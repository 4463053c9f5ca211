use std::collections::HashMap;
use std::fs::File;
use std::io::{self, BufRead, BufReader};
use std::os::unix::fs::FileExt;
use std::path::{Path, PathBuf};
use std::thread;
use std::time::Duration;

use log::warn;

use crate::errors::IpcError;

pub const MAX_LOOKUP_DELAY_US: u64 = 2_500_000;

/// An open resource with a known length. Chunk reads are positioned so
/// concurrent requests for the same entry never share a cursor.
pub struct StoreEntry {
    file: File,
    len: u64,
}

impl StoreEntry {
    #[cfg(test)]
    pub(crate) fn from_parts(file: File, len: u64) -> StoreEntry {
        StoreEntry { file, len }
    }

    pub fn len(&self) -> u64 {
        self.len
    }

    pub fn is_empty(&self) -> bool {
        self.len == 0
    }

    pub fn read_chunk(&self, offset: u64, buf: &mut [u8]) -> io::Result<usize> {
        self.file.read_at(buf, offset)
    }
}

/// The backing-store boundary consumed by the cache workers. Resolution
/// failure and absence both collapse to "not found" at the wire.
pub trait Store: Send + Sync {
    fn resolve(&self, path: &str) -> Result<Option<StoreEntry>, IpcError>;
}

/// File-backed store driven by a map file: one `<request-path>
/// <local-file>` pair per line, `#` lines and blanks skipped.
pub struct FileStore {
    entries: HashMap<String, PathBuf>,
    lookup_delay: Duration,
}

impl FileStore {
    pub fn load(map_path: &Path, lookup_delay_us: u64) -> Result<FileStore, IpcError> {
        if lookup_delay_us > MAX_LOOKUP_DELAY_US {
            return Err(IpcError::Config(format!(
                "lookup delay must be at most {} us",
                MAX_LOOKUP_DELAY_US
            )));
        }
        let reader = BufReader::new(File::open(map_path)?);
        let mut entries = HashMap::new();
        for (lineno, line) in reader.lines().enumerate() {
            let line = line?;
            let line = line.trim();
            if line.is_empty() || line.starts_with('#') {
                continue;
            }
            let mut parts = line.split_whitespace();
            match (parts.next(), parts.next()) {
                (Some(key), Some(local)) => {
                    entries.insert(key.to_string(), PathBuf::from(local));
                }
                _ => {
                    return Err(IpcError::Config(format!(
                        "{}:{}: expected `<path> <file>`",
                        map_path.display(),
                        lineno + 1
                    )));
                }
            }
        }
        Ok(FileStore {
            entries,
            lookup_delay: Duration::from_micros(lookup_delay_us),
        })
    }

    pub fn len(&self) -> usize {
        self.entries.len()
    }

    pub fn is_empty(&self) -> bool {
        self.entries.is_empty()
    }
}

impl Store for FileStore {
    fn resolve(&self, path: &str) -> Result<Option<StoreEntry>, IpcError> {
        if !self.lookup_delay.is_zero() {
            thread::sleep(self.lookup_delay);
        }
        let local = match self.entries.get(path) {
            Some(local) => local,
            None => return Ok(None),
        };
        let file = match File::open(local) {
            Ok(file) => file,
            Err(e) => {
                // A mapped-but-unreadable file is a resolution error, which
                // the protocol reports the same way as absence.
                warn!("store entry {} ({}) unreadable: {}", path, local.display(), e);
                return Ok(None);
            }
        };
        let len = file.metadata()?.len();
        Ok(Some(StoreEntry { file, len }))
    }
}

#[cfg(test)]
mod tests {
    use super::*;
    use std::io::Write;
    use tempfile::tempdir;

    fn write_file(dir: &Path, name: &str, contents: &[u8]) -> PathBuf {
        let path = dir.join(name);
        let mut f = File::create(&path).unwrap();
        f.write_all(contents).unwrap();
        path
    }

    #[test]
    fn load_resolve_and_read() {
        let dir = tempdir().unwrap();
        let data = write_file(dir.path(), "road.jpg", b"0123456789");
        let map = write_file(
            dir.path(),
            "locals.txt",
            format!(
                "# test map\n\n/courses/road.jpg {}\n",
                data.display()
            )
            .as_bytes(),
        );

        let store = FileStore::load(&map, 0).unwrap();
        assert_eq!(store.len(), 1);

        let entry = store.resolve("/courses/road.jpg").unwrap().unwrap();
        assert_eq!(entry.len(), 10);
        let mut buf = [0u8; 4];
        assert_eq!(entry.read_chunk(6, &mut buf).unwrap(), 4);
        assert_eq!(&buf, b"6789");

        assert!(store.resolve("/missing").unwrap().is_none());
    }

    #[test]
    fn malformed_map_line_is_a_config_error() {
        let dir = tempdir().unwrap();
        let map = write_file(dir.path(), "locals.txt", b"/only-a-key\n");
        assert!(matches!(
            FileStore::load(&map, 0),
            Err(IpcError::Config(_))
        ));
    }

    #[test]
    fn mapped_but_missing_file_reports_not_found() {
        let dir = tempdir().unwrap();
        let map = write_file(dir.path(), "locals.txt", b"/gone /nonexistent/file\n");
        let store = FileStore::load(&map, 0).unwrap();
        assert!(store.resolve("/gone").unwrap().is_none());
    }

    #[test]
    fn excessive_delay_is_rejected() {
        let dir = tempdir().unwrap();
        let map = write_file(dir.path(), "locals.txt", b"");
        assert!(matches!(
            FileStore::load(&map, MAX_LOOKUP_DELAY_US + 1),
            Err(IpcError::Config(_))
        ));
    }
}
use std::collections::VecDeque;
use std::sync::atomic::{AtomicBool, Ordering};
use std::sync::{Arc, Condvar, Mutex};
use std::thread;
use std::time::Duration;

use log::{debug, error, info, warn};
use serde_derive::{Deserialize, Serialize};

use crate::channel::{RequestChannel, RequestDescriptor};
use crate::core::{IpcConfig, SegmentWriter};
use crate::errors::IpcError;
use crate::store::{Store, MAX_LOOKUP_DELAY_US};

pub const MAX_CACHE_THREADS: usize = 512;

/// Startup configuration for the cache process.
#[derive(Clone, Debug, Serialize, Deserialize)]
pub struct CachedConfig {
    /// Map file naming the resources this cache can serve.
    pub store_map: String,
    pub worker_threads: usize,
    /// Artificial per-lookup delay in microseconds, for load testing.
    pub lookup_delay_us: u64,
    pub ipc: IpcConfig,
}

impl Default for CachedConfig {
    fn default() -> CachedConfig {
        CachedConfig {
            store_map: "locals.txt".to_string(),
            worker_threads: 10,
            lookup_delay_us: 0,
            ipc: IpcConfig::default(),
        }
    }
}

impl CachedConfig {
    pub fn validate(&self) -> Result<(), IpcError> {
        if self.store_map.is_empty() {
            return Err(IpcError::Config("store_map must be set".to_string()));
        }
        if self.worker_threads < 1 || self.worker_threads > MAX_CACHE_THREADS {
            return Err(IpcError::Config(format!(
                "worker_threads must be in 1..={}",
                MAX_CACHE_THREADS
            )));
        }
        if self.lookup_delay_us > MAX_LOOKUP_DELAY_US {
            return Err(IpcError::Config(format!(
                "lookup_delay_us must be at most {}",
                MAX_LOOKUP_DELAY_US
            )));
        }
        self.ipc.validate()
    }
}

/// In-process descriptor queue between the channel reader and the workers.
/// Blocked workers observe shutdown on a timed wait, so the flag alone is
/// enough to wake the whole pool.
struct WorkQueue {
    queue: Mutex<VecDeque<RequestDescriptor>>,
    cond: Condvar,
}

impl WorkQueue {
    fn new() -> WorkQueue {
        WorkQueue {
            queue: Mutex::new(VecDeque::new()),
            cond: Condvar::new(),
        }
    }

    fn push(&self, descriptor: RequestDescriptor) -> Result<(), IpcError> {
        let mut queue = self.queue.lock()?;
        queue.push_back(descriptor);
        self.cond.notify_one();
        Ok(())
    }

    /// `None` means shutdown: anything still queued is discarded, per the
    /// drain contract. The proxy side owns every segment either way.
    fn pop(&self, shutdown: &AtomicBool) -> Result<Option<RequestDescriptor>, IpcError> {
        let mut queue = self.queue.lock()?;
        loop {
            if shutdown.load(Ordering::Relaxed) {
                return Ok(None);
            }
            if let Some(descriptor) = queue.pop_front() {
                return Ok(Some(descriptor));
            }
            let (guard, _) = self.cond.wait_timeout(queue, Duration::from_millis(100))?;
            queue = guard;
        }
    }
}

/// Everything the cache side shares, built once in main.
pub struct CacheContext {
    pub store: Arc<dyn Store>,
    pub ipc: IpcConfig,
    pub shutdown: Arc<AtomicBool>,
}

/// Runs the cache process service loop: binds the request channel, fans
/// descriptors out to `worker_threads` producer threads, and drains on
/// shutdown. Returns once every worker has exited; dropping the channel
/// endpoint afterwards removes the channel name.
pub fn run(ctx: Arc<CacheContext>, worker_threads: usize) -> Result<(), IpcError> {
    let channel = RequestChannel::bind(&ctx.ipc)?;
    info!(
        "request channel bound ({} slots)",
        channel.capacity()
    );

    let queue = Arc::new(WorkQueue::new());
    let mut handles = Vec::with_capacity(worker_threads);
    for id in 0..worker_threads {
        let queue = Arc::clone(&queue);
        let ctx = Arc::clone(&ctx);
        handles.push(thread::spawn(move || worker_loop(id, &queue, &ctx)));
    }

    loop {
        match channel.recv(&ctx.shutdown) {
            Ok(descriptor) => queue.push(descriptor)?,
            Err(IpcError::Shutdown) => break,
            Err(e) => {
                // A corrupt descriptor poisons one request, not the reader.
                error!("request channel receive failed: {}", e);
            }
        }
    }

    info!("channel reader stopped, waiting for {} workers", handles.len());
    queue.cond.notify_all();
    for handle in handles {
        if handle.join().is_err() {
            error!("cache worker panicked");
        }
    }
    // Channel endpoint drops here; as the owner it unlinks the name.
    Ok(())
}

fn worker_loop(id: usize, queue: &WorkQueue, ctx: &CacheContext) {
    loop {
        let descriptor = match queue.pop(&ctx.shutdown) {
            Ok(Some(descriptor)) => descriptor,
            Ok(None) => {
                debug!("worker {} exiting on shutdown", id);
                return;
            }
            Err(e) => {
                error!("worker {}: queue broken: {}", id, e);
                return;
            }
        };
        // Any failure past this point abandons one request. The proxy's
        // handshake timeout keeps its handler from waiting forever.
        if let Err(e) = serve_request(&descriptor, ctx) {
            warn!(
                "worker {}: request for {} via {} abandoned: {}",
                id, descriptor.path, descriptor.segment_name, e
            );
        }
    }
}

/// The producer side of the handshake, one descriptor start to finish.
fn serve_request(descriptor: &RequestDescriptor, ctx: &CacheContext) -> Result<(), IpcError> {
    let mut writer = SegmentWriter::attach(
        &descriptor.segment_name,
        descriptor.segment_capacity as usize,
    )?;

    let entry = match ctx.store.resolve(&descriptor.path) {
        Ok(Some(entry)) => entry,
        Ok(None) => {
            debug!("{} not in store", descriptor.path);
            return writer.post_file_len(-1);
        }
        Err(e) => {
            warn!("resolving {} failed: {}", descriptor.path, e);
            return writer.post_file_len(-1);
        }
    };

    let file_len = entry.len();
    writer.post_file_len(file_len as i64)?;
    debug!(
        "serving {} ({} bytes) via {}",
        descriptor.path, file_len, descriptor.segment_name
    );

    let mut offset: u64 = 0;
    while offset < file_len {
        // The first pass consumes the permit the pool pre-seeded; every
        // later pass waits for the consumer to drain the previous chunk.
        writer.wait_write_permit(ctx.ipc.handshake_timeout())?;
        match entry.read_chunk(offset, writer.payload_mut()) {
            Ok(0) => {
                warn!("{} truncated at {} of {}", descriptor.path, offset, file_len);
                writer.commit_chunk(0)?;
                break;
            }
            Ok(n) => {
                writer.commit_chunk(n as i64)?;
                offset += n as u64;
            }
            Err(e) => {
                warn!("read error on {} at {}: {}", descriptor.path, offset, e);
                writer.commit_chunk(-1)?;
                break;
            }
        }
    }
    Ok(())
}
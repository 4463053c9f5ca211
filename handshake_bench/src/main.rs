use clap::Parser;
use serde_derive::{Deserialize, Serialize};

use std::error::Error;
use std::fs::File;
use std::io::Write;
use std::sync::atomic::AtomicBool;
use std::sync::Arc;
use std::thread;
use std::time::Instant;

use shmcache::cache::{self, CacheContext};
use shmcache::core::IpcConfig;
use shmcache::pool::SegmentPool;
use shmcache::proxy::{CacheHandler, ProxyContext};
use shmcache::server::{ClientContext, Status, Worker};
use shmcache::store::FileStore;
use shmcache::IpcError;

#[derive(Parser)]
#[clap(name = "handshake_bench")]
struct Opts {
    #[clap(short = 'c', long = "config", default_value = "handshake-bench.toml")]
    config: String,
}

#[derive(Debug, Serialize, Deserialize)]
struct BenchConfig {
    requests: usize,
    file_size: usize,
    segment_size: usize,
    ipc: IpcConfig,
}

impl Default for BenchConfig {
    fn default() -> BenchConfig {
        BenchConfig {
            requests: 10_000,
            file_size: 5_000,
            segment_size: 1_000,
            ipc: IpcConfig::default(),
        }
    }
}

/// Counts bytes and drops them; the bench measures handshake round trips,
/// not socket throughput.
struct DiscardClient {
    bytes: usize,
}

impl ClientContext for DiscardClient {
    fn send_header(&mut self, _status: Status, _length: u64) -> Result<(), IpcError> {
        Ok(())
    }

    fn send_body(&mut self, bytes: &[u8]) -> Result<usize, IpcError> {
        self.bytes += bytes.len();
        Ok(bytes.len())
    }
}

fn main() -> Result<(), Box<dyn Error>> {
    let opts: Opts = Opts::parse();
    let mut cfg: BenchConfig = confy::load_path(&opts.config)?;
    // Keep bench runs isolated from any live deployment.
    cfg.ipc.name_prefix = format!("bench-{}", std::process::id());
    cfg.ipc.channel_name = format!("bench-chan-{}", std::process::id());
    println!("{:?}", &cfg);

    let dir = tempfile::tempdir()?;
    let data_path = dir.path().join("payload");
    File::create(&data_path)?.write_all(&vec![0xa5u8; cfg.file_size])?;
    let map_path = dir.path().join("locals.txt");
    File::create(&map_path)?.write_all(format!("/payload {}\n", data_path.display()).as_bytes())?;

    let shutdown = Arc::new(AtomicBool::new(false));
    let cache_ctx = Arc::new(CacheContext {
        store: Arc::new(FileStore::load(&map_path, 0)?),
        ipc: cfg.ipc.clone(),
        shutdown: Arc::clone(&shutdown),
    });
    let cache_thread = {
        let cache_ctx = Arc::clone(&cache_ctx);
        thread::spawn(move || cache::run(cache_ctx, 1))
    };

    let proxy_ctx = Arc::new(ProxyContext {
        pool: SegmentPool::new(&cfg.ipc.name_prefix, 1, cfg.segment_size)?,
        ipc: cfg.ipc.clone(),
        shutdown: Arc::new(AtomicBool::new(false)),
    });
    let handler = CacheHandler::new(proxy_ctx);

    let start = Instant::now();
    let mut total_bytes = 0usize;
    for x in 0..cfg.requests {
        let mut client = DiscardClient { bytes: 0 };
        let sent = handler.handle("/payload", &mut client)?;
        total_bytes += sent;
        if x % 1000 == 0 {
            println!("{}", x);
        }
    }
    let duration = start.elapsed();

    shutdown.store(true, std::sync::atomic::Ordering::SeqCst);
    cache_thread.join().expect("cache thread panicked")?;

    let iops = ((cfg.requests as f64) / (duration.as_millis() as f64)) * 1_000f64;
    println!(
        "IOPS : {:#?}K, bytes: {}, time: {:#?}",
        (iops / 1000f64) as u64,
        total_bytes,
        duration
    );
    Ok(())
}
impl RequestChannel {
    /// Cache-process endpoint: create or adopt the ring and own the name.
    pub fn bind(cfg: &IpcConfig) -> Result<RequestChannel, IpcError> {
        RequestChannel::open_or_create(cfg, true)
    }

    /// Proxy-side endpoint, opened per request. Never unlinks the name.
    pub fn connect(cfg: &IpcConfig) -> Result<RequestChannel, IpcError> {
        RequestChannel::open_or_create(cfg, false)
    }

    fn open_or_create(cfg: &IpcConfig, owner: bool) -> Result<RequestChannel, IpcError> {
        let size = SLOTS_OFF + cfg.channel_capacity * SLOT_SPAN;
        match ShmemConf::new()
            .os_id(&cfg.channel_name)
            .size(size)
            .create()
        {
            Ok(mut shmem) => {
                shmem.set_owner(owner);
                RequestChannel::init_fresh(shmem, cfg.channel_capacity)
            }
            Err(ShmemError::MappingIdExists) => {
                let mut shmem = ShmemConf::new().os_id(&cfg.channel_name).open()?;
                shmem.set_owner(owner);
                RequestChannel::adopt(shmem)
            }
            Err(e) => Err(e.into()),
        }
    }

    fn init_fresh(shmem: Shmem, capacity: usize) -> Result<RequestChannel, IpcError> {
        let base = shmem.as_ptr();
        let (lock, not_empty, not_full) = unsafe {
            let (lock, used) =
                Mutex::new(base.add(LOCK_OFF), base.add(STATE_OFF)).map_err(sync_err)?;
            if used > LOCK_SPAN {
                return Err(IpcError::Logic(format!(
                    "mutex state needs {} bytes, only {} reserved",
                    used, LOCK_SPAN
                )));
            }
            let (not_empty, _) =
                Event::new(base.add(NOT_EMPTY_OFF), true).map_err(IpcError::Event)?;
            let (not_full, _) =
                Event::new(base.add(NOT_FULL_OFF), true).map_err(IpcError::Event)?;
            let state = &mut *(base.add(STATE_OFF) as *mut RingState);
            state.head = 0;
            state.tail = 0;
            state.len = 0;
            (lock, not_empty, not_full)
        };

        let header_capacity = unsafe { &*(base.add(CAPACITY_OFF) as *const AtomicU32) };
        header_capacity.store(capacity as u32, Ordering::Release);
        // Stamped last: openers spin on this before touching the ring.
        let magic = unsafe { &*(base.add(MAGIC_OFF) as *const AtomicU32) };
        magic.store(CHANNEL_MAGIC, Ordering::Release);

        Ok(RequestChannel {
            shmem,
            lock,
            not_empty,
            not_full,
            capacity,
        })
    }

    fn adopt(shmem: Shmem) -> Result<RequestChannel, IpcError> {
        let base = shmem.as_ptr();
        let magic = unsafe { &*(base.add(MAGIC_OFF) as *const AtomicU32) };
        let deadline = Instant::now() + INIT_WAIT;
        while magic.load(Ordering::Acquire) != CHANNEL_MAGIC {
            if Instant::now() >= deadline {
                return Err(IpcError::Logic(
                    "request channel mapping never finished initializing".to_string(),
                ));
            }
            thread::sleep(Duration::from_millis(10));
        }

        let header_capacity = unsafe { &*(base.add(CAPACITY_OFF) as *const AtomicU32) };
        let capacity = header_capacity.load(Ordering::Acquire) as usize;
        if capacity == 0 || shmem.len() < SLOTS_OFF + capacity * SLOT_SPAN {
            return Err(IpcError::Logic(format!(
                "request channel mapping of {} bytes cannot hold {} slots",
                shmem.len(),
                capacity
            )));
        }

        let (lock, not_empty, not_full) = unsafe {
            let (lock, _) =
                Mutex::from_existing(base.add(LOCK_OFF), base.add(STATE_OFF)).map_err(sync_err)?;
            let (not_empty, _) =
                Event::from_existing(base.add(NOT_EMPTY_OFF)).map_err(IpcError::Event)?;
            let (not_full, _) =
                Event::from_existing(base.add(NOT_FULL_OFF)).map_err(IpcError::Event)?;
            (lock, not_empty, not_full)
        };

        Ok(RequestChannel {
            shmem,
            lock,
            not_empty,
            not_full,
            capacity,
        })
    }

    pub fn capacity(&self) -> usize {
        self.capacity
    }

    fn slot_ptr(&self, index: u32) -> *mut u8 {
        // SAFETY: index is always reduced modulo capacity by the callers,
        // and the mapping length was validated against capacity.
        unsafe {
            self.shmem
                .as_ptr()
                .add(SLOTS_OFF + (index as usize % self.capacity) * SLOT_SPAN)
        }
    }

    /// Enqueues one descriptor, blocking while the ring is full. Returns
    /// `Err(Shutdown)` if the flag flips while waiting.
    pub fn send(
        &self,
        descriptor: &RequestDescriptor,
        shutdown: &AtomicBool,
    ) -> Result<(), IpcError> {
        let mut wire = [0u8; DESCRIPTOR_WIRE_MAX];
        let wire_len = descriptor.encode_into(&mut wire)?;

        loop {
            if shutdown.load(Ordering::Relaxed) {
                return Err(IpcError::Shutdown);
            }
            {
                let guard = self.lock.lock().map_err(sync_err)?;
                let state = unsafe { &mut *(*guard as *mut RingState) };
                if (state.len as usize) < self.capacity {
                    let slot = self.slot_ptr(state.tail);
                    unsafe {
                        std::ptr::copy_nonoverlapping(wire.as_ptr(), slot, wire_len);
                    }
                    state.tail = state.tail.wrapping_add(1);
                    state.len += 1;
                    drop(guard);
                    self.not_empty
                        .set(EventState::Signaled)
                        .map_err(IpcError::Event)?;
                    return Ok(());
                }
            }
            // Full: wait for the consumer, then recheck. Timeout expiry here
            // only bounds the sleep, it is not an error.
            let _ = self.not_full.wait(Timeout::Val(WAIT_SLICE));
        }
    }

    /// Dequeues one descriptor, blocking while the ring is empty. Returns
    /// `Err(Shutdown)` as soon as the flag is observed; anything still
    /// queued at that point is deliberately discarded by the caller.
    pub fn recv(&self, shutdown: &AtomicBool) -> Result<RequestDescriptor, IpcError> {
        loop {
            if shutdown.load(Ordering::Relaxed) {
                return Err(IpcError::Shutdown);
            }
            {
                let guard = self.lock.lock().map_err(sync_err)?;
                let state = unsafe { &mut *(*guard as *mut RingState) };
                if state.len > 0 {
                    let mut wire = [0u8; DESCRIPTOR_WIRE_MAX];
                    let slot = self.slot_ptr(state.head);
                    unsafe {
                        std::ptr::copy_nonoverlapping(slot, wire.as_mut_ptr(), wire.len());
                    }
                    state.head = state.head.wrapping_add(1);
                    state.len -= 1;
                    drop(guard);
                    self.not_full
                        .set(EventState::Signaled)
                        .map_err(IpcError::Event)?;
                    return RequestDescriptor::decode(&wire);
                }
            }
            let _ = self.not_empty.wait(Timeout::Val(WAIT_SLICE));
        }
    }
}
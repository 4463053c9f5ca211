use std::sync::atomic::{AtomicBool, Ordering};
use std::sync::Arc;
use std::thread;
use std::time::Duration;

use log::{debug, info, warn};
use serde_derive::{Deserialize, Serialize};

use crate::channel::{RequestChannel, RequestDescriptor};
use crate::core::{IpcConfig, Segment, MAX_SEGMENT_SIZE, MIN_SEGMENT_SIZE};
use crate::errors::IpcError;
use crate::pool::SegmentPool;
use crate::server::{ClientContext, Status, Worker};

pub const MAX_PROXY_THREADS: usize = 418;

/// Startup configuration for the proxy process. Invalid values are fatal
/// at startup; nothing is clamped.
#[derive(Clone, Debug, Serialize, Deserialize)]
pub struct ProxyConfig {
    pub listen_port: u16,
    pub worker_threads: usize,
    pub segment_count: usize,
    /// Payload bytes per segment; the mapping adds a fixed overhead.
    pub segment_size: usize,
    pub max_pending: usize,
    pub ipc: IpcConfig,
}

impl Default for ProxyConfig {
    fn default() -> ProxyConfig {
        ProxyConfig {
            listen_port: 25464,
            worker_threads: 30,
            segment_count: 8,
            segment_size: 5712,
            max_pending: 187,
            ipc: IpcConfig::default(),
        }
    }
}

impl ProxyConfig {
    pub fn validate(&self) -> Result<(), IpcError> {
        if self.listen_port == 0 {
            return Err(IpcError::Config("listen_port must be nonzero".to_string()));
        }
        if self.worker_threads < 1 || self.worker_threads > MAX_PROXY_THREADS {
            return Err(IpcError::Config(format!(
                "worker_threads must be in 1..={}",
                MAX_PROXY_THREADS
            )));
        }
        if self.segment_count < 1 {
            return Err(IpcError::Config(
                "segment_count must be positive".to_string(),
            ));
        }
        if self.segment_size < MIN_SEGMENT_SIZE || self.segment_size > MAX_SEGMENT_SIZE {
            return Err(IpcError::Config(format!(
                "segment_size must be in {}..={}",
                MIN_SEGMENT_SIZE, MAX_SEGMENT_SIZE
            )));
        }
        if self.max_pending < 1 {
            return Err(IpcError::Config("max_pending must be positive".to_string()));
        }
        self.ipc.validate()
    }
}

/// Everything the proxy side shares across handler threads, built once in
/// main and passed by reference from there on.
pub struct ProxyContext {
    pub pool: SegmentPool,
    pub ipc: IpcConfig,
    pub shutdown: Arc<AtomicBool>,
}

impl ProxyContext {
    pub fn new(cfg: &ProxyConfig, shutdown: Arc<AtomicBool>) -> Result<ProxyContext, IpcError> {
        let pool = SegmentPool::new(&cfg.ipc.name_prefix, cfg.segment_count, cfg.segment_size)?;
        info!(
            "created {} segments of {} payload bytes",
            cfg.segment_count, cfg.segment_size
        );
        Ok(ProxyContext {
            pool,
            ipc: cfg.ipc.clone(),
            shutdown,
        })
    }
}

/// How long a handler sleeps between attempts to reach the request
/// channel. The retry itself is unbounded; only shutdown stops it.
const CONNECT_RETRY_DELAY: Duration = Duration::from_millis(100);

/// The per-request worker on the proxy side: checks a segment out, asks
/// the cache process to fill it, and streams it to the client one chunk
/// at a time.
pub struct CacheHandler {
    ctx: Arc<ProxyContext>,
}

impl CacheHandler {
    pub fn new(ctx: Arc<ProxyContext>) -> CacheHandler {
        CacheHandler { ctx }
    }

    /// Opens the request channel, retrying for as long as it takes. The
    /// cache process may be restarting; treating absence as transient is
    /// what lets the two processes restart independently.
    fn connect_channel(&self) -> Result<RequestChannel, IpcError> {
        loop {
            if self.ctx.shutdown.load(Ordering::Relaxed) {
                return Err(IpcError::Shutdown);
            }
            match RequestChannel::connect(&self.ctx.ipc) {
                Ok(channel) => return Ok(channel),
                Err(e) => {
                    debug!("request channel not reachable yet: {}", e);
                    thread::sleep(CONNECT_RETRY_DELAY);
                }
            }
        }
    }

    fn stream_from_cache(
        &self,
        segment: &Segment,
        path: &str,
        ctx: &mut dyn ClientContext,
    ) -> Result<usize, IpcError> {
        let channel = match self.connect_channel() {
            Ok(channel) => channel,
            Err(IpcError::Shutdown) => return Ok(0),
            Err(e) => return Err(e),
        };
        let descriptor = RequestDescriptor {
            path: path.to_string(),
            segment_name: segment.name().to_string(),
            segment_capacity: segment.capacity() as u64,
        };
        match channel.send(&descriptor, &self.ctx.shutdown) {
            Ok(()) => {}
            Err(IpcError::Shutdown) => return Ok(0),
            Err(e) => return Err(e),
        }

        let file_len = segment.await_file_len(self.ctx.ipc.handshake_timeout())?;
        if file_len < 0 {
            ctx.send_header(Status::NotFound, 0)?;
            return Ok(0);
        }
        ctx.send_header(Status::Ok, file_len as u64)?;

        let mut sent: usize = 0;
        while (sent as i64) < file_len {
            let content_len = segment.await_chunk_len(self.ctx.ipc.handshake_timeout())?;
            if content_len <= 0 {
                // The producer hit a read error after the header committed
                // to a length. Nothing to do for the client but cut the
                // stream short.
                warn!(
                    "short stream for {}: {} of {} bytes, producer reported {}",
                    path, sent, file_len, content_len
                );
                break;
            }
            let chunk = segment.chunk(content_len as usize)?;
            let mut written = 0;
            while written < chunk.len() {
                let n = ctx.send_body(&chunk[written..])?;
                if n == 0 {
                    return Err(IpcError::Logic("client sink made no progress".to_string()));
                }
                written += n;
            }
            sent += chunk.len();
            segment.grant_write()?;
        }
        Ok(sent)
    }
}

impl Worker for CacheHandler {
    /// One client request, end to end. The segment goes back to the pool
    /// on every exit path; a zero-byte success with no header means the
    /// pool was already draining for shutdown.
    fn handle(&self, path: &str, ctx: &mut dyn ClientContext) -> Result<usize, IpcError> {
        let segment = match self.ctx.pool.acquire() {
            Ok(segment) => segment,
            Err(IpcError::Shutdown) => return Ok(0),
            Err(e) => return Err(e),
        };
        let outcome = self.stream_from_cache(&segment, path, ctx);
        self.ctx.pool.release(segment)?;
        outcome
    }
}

**Task description**
Lines holding the string "Returns" are the answer; copy each one from the listing above.

**Solved problem**
/// shutdown. Returns once every worker has exited; dropping the channel
    /// Enqueues one descriptor, blocking while the ring is full. Returns
    /// Dequeues one descriptor, blocking while the ring is empty. Returns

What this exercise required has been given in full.